WORK ITEM →
Type out every entry again, character for character.

╔══

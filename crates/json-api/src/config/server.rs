//! Listener Config

use clap::Args;

/// Address the HTTP listener binds to.
#[derive(Debug, Args)]
pub struct ListenConfig {
    /// Interface to bind
    #[arg(short = 'H', long = "host", env = "SERVER_HOST", default_value = "0.0.0.0")]
    pub host: String,

    /// TCP port
    #[arg(short, long = "port", env = "SERVER_PORT", default_value_t = 8698)]
    pub port: u16,
}

impl ListenConfig {
    /// `host:port` form accepted by the listener.
    #[must_use]
    pub fn bind_address(&self) -> String {
        format!("{}:{}", self.host, self.port)
    }
}
//! Shopping cart application CLI

use std::process;

use clap::Parser;

mod cli;

#[tokio::main]
pub async fn main() {
    let _env = dotenvy::dotenv();

    let cli = cli::Cli::parse();

    if let Err(error) = cli.run().await {
        eprintln!("{error}");
        process::exit(1);
    }
}
//! Error classification shared by every service.

/// Coarse error category used to pick a transport status at the boundary.
#[derive(Debug, Clone, Copy, PartialEq, Eq)]
pub enum ErrorKind {
    /// The caller sent invalid input.
    BadRequest,

    /// A referenced resource does not exist.
    NotFound,

    /// A collaborator could not be reached.
    ServiceUnavailable,

    /// Anything unclassified, usually a storage failure.
    Internal,
}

╚══

EXERCISE SOLUTION →
filename crates/json-api/src/config/server.rs
//! Listener Config

use clap::Args;

/// Address the HTTP listener binds to.
#[derive(Debug, Args)]
pub struct ListenConfig {
    /// Interface to bind
    #[arg(short = 'H', long = "host", env = "SERVER_HOST", default_value = "0.0.0.0")]
    pub host: String,

    /// TCP port
    #[arg(short, long = "port", env = "SERVER_PORT", default_value_t = 8698)]
    pub port: u16,
}

impl ListenConfig {
    /// `host:port` form accepted by the listener.
    #[must_use]
    pub fn bind_address(&self) -> String {
        format!("{}:{}", self.host, self.port)
    }
}
//! Shopping cart application CLI

use std::process;

use clap::Parser;

mod cli;

#[tokio::main]
pub async fn main() {
    let _env = dotenvy::dotenv();

    let cli = cli::Cli::parse();

    if let Err(error) = cli.run().await {
        eprintln!("{error}");
        process::exit(1);
    }
}
//! Error classification shared by every service.

/// Coarse error category used to pick a transport status at the boundary.
#[derive(Debug, Clone, Copy, PartialEq, Eq)]
pub enum ErrorKind {
    /// The caller sent invalid input.
    BadRequest,

    /// A referenced resource does not exist.
    NotFound,

    /// A collaborator could not be reached.
    ServiceUnavailable,

    /// Anything unclassified, usually a storage failure.
    Internal,
}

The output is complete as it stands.